When $N_2{O}_5$ is heated at temperature T, it dissociates as $N_2{O}_5\rightleftharpoons N_2{O}_3+O_2,K_e=2.5$. At the time $N_2{O}_3$ also decomposes as: $N_2{O}_3\rightleftharpoons N_{2}O+O^2$. If initially $4$ moles of $N_2{O}_5$ are taken in $1$ litre flask and allowed to attain equilibrium, concentration of $O_2$ was formed to be $2.5M$. Equilibrium concentration of $N_{2}O$ is:

• A. $1.0$
• B. $1.5$
• C. $2.166$
• D. $0.334$

Answer 1

The correct option is D $0.334$

$N_2{O}_5\rightleftharpoons N_2{O}_3+O_2,K_e=2.5$
The equilibrium concentration of $N_2{O}_5,N_2{O}_3$ and $O_2$ are $4-xM$, $x-yM$ and $x+yM$ respectively.

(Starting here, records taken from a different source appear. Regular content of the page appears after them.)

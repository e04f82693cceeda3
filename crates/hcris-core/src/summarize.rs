//! Summarization orchestrator: one denormalized output row per report.

use std::collections::{BTreeMap, BTreeSet};

use tracing::{debug, info, warn};

use hcris_model::{
    ArchiveTables, CellValue, FillPolicy, MetricTable, MissingMetricPolicy, RecordId,
    ReportRecord, SUMMARY_COLUMNS, SummarizeOptions, SummaryRow, SummaryTable,
};

use crate::error::{CoreError, Result};
use crate::metrics::{
    GEO_COLUMN, SSI_COLUMN, UTILIZATION_COLUMN, geography, medicaid_columns,
    medicaid_utilization, provider_states, s_worksheet_columns, s_worksheet_fields,
    ssi_percentage,
};
use crate::progress::ProgressSink;

/// Builds the summarized table from the three raw archive tables.
///
/// The report index is projected to (record, provider, fiscal-year-end);
/// every metric builder runs and its table outer-joins on record id, so a
/// record present in any metric survives even without an index row. The
/// provider-state mapping left-joins on provider id (rows without a match
/// keep no state). Exact duplicate rows are removed, the internal metric
/// columns map positionally onto the canonical schema, missing cells are
/// filled per [`FillPolicy`], and `DSH_PAT_PER` is derived as
/// `MED_UTIL + SSI_PER` with missing inputs contributing zero.
///
/// Rows come out sorted by record id, so identical inputs produce
/// byte-identical output.
pub fn summarize(
    tables: &ArchiveTables,
    options: &SummarizeOptions,
    progress: &dyn ProgressSink,
) -> Result<SummaryTable> {
    progress.stage("Getting Medicaid utilization...");
    let medicaid = optional_metric(options, medicaid_columns(), || {
        medicaid_utilization(&tables.alpha, &tables.numeric)
    })?;

    progress.stage("Getting SSI percentage...");
    let ssi = optional_metric(options, vec![SSI_COLUMN.to_string()], || {
        ssi_percentage(&tables.alpha, &tables.numeric)
    })?;

    progress.stage("Getting S100000 worksheet fields...");
    let s_fields = optional_metric(options, s_worksheet_columns(), || {
        s_worksheet_fields(&tables.alpha, &tables.numeric)
    })?;

    progress.stage("Getting geography...");
    let geo = optional_metric(options, vec![GEO_COLUMN.to_string()], || {
        geography(&tables.alpha, &tables.numeric)
    })?;

    progress.stage("Getting states info...");
    let states = provider_states(&tables.reports);

    progress.stage("Joining fields...");
    let metrics = medicaid
        .outer_join(ssi)?
        .outer_join(s_fields)?
        .outer_join(geo)?;
    debug_assert_eq!(metrics.columns().len() + 4, SUMMARY_COLUMNS.len());

    let reports_by_record: BTreeMap<RecordId, &ReportRecord> = tables
        .reports
        .iter()
        .map(|report| (report.record_id, report))
        .collect();

    let mut record_ids: BTreeSet<RecordId> = reports_by_record.keys().copied().collect();
    record_ids.extend(metrics.record_ids());
    debug!(
        records = record_ids.len(),
        metric_columns = metrics.columns().len(),
        "joined metric tables"
    );

    let mut rows = Vec::with_capacity(record_ids.len());
    for record in record_ids {
        let report = reports_by_record.get(&record).copied();

        let mut values = Vec::with_capacity(SUMMARY_COLUMNS.len());
        values.push(
            report
                .map(|r| CellValue::Number(r.prvdr_num as f64))
                .unwrap_or(CellValue::Missing),
        );
        values.push(
            report
                .map(|r| CellValue::Text(r.fy_end_dt.clone()))
                .unwrap_or(CellValue::Missing),
        );
        for column in metrics.columns() {
            values.push(
                metrics
                    .get(record, column)
                    .cloned()
                    .unwrap_or(CellValue::Missing),
            );
        }
        let state = report.and_then(|r| states.get(&r.prvdr_num).copied());
        values.push(
            state
                .map(|name| CellValue::Text(name.to_string()))
                .unwrap_or(CellValue::Missing),
        );

        let med_util = metrics
            .get(record, UTILIZATION_COLUMN)
            .map(|cell| cell.number_or(0.0))
            .unwrap_or(0.0);
        let ssi_per = metrics
            .get(record, SSI_COLUMN)
            .map(|cell| cell.number_or(0.0))
            .unwrap_or(0.0);
        values.push(CellValue::Number(med_util + ssi_per));

        rows.push(SummaryRow {
            record_id: record,
            values,
        });
    }

    let before = rows.len();
    let mut rows = drop_exact_duplicates(rows);
    if rows.len() < before {
        debug!(removed = before - rows.len(), "removed duplicate summary rows");
    }

    if options.fill == FillPolicy::Zero {
        for row in &mut rows {
            for value in &mut row.values {
                if value.is_missing() {
                    *value = CellValue::Number(0.0);
                }
            }
        }
    }

    info!(rows = rows.len(), "summarized cost report archive");
    Ok(SummaryTable { rows })
}

fn optional_metric(
    options: &SummarizeOptions,
    columns: Vec<String>,
    build: impl FnOnce() -> Result<MetricTable>,
) -> Result<MetricTable> {
    match build() {
        Ok(table) => Ok(table),
        Err(CoreError::KeyNotFound { worksheet, column })
            if options.missing_metric == MissingMetricPolicy::TreatAsMissing =>
        {
            warn!(
                worksheet = %worksheet,
                column = %column,
                "column missing; metric treated as all-missing"
            );
            Ok(MetricTable::with_columns(columns))
        }
        Err(error) => Err(error),
    }
}

fn drop_exact_duplicates(rows: Vec<SummaryRow>) -> Vec<SummaryRow> {
    let mut seen = BTreeSet::new();
    let mut kept = Vec::with_capacity(rows.len());
    for row in rows {
        let mut composite = row.record_id.to_string();
        for value in &row.values {
            composite.push('|');
            composite.push_str(&value.render());
        }
        if seen.insert(composite) {
            kept.push(row);
        }
    }
    kept
}
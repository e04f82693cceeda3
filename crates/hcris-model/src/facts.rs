#![deny(unsafe_code)]

use crate::report::ReportRecord;
use crate::{ColumnCode, LineNum, RecordId, WorksheetCode};

/// One sparse text observation from the `_ALPHA` member, keyed by the full
/// (record, worksheet, line, column) coordinate.
#[derive(Debug, Clone, PartialEq, serde::Serialize, serde::Deserialize)]
pub struct AlphaFact {
    pub record: RecordId,
    pub worksheet: WorksheetCode,
    pub line: LineNum,
    pub column: ColumnCode,
    pub value: String,
}

impl AlphaFact {
    pub fn new(
        record: RecordId,
        worksheet: WorksheetCode,
        line: LineNum,
        column: ColumnCode,
        value: impl Into<String>,
    ) -> Self {
        Self {
            record,
            worksheet,
            line,
            column,
            value: value.into(),
        }
    }
}

/// One sparse numeric observation from the `_NMRC` member.
#[derive(Debug, Clone, PartialEq, serde::Serialize, serde::Deserialize)]
pub struct NumericFact {
    pub record: RecordId,
    pub worksheet: WorksheetCode,
    pub line: LineNum,
    pub column: ColumnCode,
    pub value: f64,
}

impl NumericFact {
    pub fn new(
        record: RecordId,
        worksheet: WorksheetCode,
        line: LineNum,
        column: ColumnCode,
        value: f64,
    ) -> Self {
        Self {
            record,
            worksheet,
            line,
            column,
            value,
        }
    }
}

/// The three raw tables decoded from one cost-report archive.
#[derive(Debug, Clone, Default)]
pub struct ArchiveTables {
    pub reports: Vec<ReportRecord>,
    pub alpha: Vec<AlphaFact>,
    pub numeric: Vec<NumericFact>,
}
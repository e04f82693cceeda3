#![deny(unsafe_code)]

use crate::{CellValue, RecordId};

/// Name of the leading index column in the output file.
pub const RECORD_ID_COLUMN: &str = "RPT_REC_NUM";

/// Canonical output schema, in order. `TOT_HOSP` is the Medicaid total
/// hospital days (S-3 column 00700); `TOT_HOSP_DAYS` is the all-payer
/// total (column 00800).
pub const SUMMARY_COLUMNS: [&str; 17] = [
    "PRVDR_NUM",
    "FY_END_DT",
    "HMO",
    "TOT_HOSP",
    "LAB_DEL_DAYS",
    "TOT_HOSP_DAYS",
    "MED_UTIL",
    "SSI_PER",
    "CST_TO_CHG",
    "MED_CHG",
    "MED_CST",
    "CHAR_CHG",
    "CHAR_CST",
    "TOT_UNR_UNC",
    "URBAN_RURAL",
    "STATES",
    "DSH_PAT_PER",
];

pub fn summary_column_index(name: &str) -> Option<usize> {
    SUMMARY_COLUMNS.iter().position(|column| *column == name)
}

/// One output row: the record id plus one cell per canonical column.
#[derive(Debug, Clone, PartialEq, serde::Serialize, serde::Deserialize)]
pub struct SummaryRow {
    pub record_id: RecordId,
    pub values: Vec<CellValue>,
}

/// The final summarized table, one row per distinct record id, sorted by
/// record id so reruns are byte-identical.
#[derive(Debug, Clone, Default, PartialEq, serde::Serialize, serde::Deserialize)]
pub struct SummaryTable {
    pub rows: Vec<SummaryRow>,
}

impl SummaryTable {
    pub fn new() -> Self {
        Self::default()
    }

    pub fn columns() -> &'static [&'static str] {
        &SUMMARY_COLUMNS
    }

    pub fn push_row(&mut self, row: SummaryRow) {
        self.rows.push(row);
    }

    pub fn row_count(&self) -> usize {
        self.rows.len()
    }

    pub fn is_empty(&self) -> bool {
        self.rows.is_empty()
    }

    pub fn value(&self, record: RecordId, column: &str) -> Option<&CellValue> {
        let index = summary_column_index(column)?;
        self.rows
            .iter()
            .find(|row| row.record_id == record)
            .and_then(|row| row.values.get(index))
    }
}
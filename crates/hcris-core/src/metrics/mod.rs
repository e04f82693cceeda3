//! Metric builders: one module per business metric or metric family.
//!
//! Each builder is a pure function of the raw fact tables. It extracts the
//! worksheet it needs, selects the coordinates the reporting specification
//! names, and combines the results by outer join and arithmetic.

mod geography;
mod medicaid;
mod s_worksheet;
mod ssi;
mod states;

pub(crate) use medicaid::output_columns as medicaid_columns;
pub(crate) use s_worksheet::output_columns as s_worksheet_columns;

pub use geography::{GEO_COLUMN, geography};
pub use medicaid::{
    MEDICAID_DAY_LINES, TOTAL_DAYS_COLUMN, UTILIZATION_COLUMN, medicaid_utilization,
};
pub use s_worksheet::{S_WORKSHEET_FIELDS, s_worksheet_fields};
pub use ssi::{SSI_COLUMN, ssi_percentage};
pub use states::{UNKNOWN_STATE, provider_state, provider_states, state_for_prefix};
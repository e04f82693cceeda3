//! CLI argument definitions for the cost report summarizer.

use std::path::PathBuf;

use clap::{Parser, Subcommand, ValueEnum};
use clap_verbosity_flag::{Verbosity, WarnLevel};
use colorchoice_clap::Color;

#[derive(Parser)]
#[command(
    name = "hcris",
    version,
    about = "HCRIS cost report summarizer",
    long_about = "Summarize HCRIS hospital cost report archives.\n\n\
                  Opens a fixed-schema ZIP archive, derives the reporting\n\
                  metrics, and writes one summarized CSV table per run."
)]
pub struct Cli {
    #[command(subcommand)]
    pub command: Command,

    /// Adjust log verbosity (-v for debug, -vv for trace, -q for errors only).
    #[command(flatten)]
    pub verbosity: Verbosity<WarnLevel>,

    /// Control ANSI color output (auto, always, never).
    #[command(flatten)]
    pub color: Color,

    /// Explicit log level (overrides -v/-q flags).
    #[arg(long = "log-level", value_enum, global = true)]
    pub log_level: Option<LogLevelArg>,

    /// Log output format (pretty for human, json for machine parsing).
    #[arg(
        long = "log-format",
        value_enum,
        default_value = "pretty",
        global = true
    )]
    pub log_format: LogFormatArg,

    /// Write logs to a file instead of stderr.
    #[arg(long = "log-file", value_name = "PATH", global = true)]
    pub log_file: Option<PathBuf>,
}

#[derive(Subcommand)]
pub enum Command {
    /// Summarize one cost report archive into a CSV table.
    Summarize(SummarizeArgs),

    /// List the worksheets and coordinates the summarizer reads.
    Worksheets,
}

#[derive(Parser)]
pub struct SummarizeArgs {
    /// Path to the cost report ZIP archive (or member directory with --from-dir).
    #[arg(value_name = "ARCHIVE")]
    pub archive: PathBuf,

    /// Output CSV path (default: <archive stem>_summary.csv next to the archive).
    #[arg(long = "output", value_name = "FILE")]
    pub output: Option<PathBuf>,

    /// Read the three members from a directory instead of a ZIP archive.
    #[arg(long = "from-dir")]
    pub from_dir: bool,

    /// Leave missing cells empty instead of filling them with zero.
    #[arg(long = "preserve-missing")]
    pub preserve_missing: bool,

    /// Treat a metric whose worksheet column is absent as all-missing
    /// instead of aborting the run.
    #[arg(long = "lenient-metrics")]
    pub lenient_metrics: bool,
}

/// CLI log level choices.
#[derive(Clone, Copy, ValueEnum)]
pub enum LogLevelArg {
    Error,
    Warn,
    Info,
    Debug,
    Trace,
}

/// CLI log format choices.
#[derive(Clone, Copy, ValueEnum)]
pub enum LogFormatArg {
    Pretty,
    Compact,
    Json,
}
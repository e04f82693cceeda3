//! Error types for the summarization pipeline.

use thiserror::Error;

use hcris_model::{ColumnCode, LineNum, ModelError, RecordId, WorksheetCode};

/// Pipeline errors. Every variant is fatal to the current run; the
/// front-end decides whether to retry with corrected input.
#[derive(Debug, Error)]
pub enum CoreError {
    /// A worksheet pivot met the same (record, line, column) key twice;
    /// the input is corrupt and no aggregation choice would be right.
    #[error(
        "duplicate cell in worksheet {worksheet}: record {record}, line {line}, column {column}"
    )]
    SchemaViolation {
        worksheet: WorksheetCode,
        record: RecordId,
        line: LineNum,
        column: ColumnCode,
    },
    /// A metric asked for a column code the reshaped worksheet does not
    /// carry.
    #[error("worksheet {worksheet} has no column {column}")]
    KeyNotFound {
        worksheet: WorksheetCode,
        column: ColumnCode,
    },
    #[error(transparent)]
    Model(#[from] ModelError),
}

pub type Result<T> = std::result::Result<T, CoreError>;
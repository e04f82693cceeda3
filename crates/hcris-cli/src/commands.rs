//! Command implementations.

use std::ffi::OsStr;
use std::path::{Path, PathBuf};
use std::sync::mpsc;
use std::thread;
use std::time::Instant;

use anyhow::{Context, Result, anyhow};
use comfy_table::Table;
use comfy_table::presets::UTF8_FULL_CONDENSED;
use tracing::info;

use hcris_core::metrics::{MEDICAID_DAY_LINES, S_WORKSHEET_FIELDS};
use hcris_core::{ProgressSink, summarize};
use hcris_ingest::{load_tables_from_dir, open_archive};
use hcris_model::{FillPolicy, MissingMetricPolicy, SummarizeOptions, SummaryTable};
use hcris_output::write_summary_file;

use crate::cli::SummarizeArgs;
use crate::types::RunResult;

/// Events sent back from the worker thread to the front-end loop.
enum PipelineEvent {
    Stage(String),
    Finished(Result<SummaryTable>),
}

/// Progress sink that forwards stage names over the worker channel.
struct ChannelProgress {
    sender: mpsc::Sender<PipelineEvent>,
}

impl ProgressSink for ChannelProgress {
    fn stage(&self, name: &str) {
        let _ = self.sender.send(PipelineEvent::Stage(name.to_string()));
    }
}

/// Runs load + summarize on a worker thread so the front-end loop only
/// renders progress, then writes the output file.
pub fn run_summarize(args: &SummarizeArgs) -> Result<RunResult> {
    let archive = args.archive.clone();
    let from_dir = args.from_dir;
    let options = summarize_options(args);

    let started = Instant::now();
    let (sender, receiver) = mpsc::channel();

    let worker_sender = sender.clone();
    let handle = thread::spawn(move || {
        let result = run_pipeline(&archive, from_dir, &options, &worker_sender);
        let _ = worker_sender.send(PipelineEvent::Finished(result));
    });
    drop(sender);

    let mut outcome = None;
    for event in receiver {
        match event {
            PipelineEvent::Stage(name) => info!("{name}"),
            PipelineEvent::Finished(result) => outcome = Some(result),
        }
    }
    handle
        .join()
        .map_err(|_| anyhow!("summarize worker panicked"))?;
    let table = outcome.ok_or_else(|| anyhow!("summarize worker exited without a result"))??;

    let output = args
        .output
        .clone()
        .unwrap_or_else(|| default_output_path(&args.archive));
    write_summary_file(&output, &table)
        .with_context(|| format!("write summarized table: {}", output.display()))?;
    info!(rows = table.row_count(), output = %output.display(), "run complete");

    Ok(RunResult {
        archive: args.archive.clone(),
        output,
        rows: table.row_count(),
        elapsed: started.elapsed(),
    })
}

fn summarize_options(args: &SummarizeArgs) -> SummarizeOptions {
    let fill = if args.preserve_missing {
        FillPolicy::PreserveMissing
    } else {
        FillPolicy::Zero
    };
    let missing_metric = if args.lenient_metrics {
        MissingMetricPolicy::TreatAsMissing
    } else {
        MissingMetricPolicy::Fail
    };
    SummarizeOptions::new()
        .with_fill(fill)
        .with_missing_metric(missing_metric)
}

fn run_pipeline(
    archive: &Path,
    from_dir: bool,
    options: &SummarizeOptions,
    sender: &mpsc::Sender<PipelineEvent>,
) -> Result<SummaryTable> {
    let progress = ChannelProgress {
        sender: sender.clone(),
    };
    progress.stage("Opening files...");
    let tables = if from_dir {
        load_tables_from_dir(archive)?
    } else {
        open_archive(archive)?
    };
    Ok(summarize(&tables, options, &progress)?)
}

fn default_output_path(archive: &Path) -> PathBuf {
    let stem = archive
        .file_stem()
        .and_then(OsStr::to_str)
        .unwrap_or("summary");
    archive.with_file_name(format!("{stem}_summary.csv"))
}

/// Prints the worksheet coordinates each metric reads.
pub fn run_worksheets() {
    let mut table = Table::new();
    table.load_preset(UTF8_FULL_CONDENSED);
    table.set_header(vec!["Worksheet", "Coordinates", "Output column"]);
    let day_lines = MEDICAID_DAY_LINES.map(|line| line.to_string()).join("/");
    table.add_row(vec![
        "S300001".to_string(),
        format!("lines {day_lines} col 00700; line 1400 col 00800"),
        "MED_UTIL (with HMO, TOT_HOSP, LAB_DEL_DAYS, TOT_HOSP_DAYS)".to_string(),
    ]);
    table.add_row(vec![
        "E00A18A".to_string(),
        "line 3000 col 00100".to_string(),
        "SSI_PER".to_string(),
    ]);
    table.add_row(vec![
        "S200001".to_string(),
        "line 2600 col 00100".to_string(),
        "URBAN_RURAL".to_string(),
    ]);
    for (name, line, column) in S_WORKSHEET_FIELDS {
        table.add_row(vec![
            "S100000".to_string(),
            format!("line {line} col {column}"),
            name.to_string(),
        ]);
    }
    println!("{table}");
}

#[cfg(test)]
mod tests {
    use super::*;

    #[test]
    fn default_output_sits_next_to_the_archive() {
        let path = default_output_path(Path::new("data/HOSPFY1995.ZIP"));
        assert_eq!(path, Path::new("data/HOSPFY1995_summary.csv"));
    }
}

Here, $x$ is the concentration of dissociated $N_2{O}_5$ and $y$ is the concentration of dissociated $N_2{O}_3$.

But $\left[O_2\right]=2.5M$.

Hence, $x+y=2.5$ and $x-y=2x-2.5$.

The expression for the equilibrium constant becomes $K_c=2.5=\frac{(2x-2.5)\times 2.5}{4-x}$
Hence, $x=2.167$ and $\left[N_{2}O\right]=y=2.5-2.167=0.334$